WORK INSTRUCTION: In full and without changes, output the data.

── PROVIDED ENTRIES ──

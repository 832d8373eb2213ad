//! Route Configuration Module
//!
//! This module configures all HTTP routes for the backend server.
//! Routes are organized by functionality into focused submodules.
//!
//! # Architecture
//!
//! The routes module is organized into focused submodules:
//!
//! - **`router`** - Main router creation and route assembly
//! - **`api_routes`** - API endpoints (auth, messages, invitations)
//!
//! # Module Structure
//!
//! ```text
//! routes/
//! ├── mod.rs          - Module exports and documentation
//! ├── router.rs       - Main router creation
//! └── api_routes.rs   - API endpoint handlers
//! ```
//!
//! # Route Organization
//!
//! Routes are added in a specific order to ensure proper matching:
//!
//! 1. **Gateway Route** - WebSocket upgrade endpoint
//! 2. **API Routes** - Authentication, messages, invitations
//! 3. **Upload Files** - Stored message images
//! 4. **Fallback Handler** - 404 errors
//!
//! # Route Types
//!
//! ## Gateway Route
//!
//! - `GET /ws` - WebSocket upgrade for the realtime gateway
//!
//! ## API Routes
//!
//! - `POST /api/auth/signup` - User registration
//! - `POST /api/auth/login` - User login
//! - `GET /api/auth/me` - Get current user
//! - `GET /api/channels/{channel_id}/messages` - List channel messages
//! - `POST /api/channels/{channel_id}/messages` - Send a message (JSON or multipart)
//! - `PATCH /api/channels/{channel_id}/messages/{message_id}` - Edit a message
//! - `DELETE /api/channels/{channel_id}/messages/{message_id}` - Delete a message
//! - `POST /api/workspaces/{workspace_id}/invitations` - Invite a user by email
//! - `GET /api/invitations` - List pending invitations for the current user
//!
//! ## Upload Files
//!
//! Message images are served from the upload directory under `/uploads`.
//!
//! # Dependencies
//!
//! - `backend::server::state` - Application state
//! - `backend::gateway` - WebSocket upgrade handler
//! - `backend::auth` - Authentication handlers
//! - `backend::messages` - Message REST handlers
//! - `backend::workspaces` - Invitation handlers

/// Main router creation
pub mod router;

/// API endpoint handlers
pub mod api_routes;

// Re-export commonly used functions
pub use router::create_router;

───

ANSWER TO THE PROBLEM:
repository 832d8373eb2213ad
//! Route Configuration Module
//!
//! This module configures all HTTP routes for the backend server.
//! Routes are organized by functionality into focused submodules.
//!
//! # Architecture
//!
//! The routes module is organized into focused submodules:
//!
//! - **`router`** - Main router creation and route assembly
//! - **`api_routes`** - API endpoints (auth, messages, invitations)
//!
//! # Module Structure
//!
//! ```text
//! routes/
//! ├── mod.rs          - Module exports and documentation
//! ├── router.rs       - Main router creation
//! └── api_routes.rs   - API endpoint handlers
//! ```
//!
//! # Route Organization
//!
//! Routes are added in a specific order to ensure proper matching:
//!
//! 1. **Gateway Route** - WebSocket upgrade endpoint
//! 2. **API Routes** - Authentication, messages, invitations
//! 3. **Upload Files** - Stored message images
//! 4. **Fallback Handler** - 404 errors
//!
//! # Route Types
//!
//! ## Gateway Route
//!
//! - `GET /ws` - WebSocket upgrade for the realtime gateway
//!
//! ## API Routes
//!
//! - `POST /api/auth/signup` - User registration
//! - `POST /api/auth/login` - User login
//! - `GET /api/auth/me` - Get current user
//! - `GET /api/channels/{channel_id}/messages` - List channel messages
//! - `POST /api/channels/{channel_id}/messages` - Send a message (JSON or multipart)
//! - `PATCH /api/channels/{channel_id}/messages/{message_id}` - Edit a message
//! - `DELETE /api/channels/{channel_id}/messages/{message_id}` - Delete a message
//! - `POST /api/workspaces/{workspace_id}/invitations` - Invite a user by email
//! - `GET /api/invitations` - List pending invitations for the current user
//!
//! ## Upload Files
//!
//! Message images are served from the upload directory under `/uploads`.
//!
//! # Dependencies
//!
//! - `backend::server::state` - Application state
//! - `backend::gateway` - WebSocket upgrade handler
//! - `backend::auth` - Authentication handlers
//! - `backend::messages` - Message REST handlers
//! - `backend::workspaces` - Invitation handlers

/// Main router creation
pub mod router;

/// API endpoint handlers
pub mod api_routes;

// Re-export commonly used functions
pub use router::create_router;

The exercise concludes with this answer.